By coincidence, my nephew had just told me about the dramatic principle called Chekhov’s Gun and I can’t rule out the possibility that these tidbits qualify as “guns.” Here’s the wikipedia entry on this plot device:

Chekhov’s gun is a dramatic principle that every memorable element in a fictional story must be necessary and irreplaceable, and any that are not should be removed.[1][2][3]

Remove everything that has no relevance to the story. If you say in the first chapter that there is a rifle hanging on the wall, in the second or third chapter it absolutely must go off.
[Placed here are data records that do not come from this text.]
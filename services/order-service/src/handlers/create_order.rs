use axum::{
    extract::{rejection::JsonRejection, State},
    http::StatusCode,
    Json,
};
use domain::{CreateOrderRequest, Order};
use tracing::{error, info, warn};
use validator::Validate;

use super::{bad_request, order_error, ApiError};
use crate::state::AppState;

/// Handle create order command
pub async fn handle(
    State(state): State<AppState>,
    payload: Result<Json<CreateOrderRequest>, JsonRejection>,
) -> Result<(StatusCode, Json<Order>), ApiError> {
    let Json(req) = payload.map_err(|e| {
        warn!("Rejected create order body: {}", e);
        bad_request(e.body_text())
    })?;

    info!(
        "Received create order for product {} (quantity {})",
        req.product_id, req.quantity
    );

    if let Err(e) = req.validate() {
        error!("Validation error: {}", e);
        return Err(bad_request(format!("Validation error: {}", e)));
    }

    let order = state.orders.create_order(&req).await.map_err(|e| {
        error!("Failed to create order for product {}: {}", req.product_id, e);
        order_error(e)
    })?;

    Ok((StatusCode::CREATED, Json(order)))
}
If it’s not going to be fired, it shouldn’t be hanging there.

Variations on the statement include:

  • “One must never place a loaded rifle on the stage if it isn’t going to go off. It’s wrong to make promises you don’t mean to keep.” Chekhov, letter to Aleksandr Semenovich Lazarev (pseudonym of A. S. Gruzinsky), 1 November 1889.[5][6][7] Here the “gun” is a monologue that Chekhov deemed superfluous and unrelated to the rest of the play.
  • “If in the first act you have hung a pistol on the wall, then in the following one it should be fired. Otherwise don’t put it there.” From Gurlyand’s Reminiscences of A. P. Chekhov, in Teatr i iskusstvo 1904, No. 28, 11 July, p. 521.[8]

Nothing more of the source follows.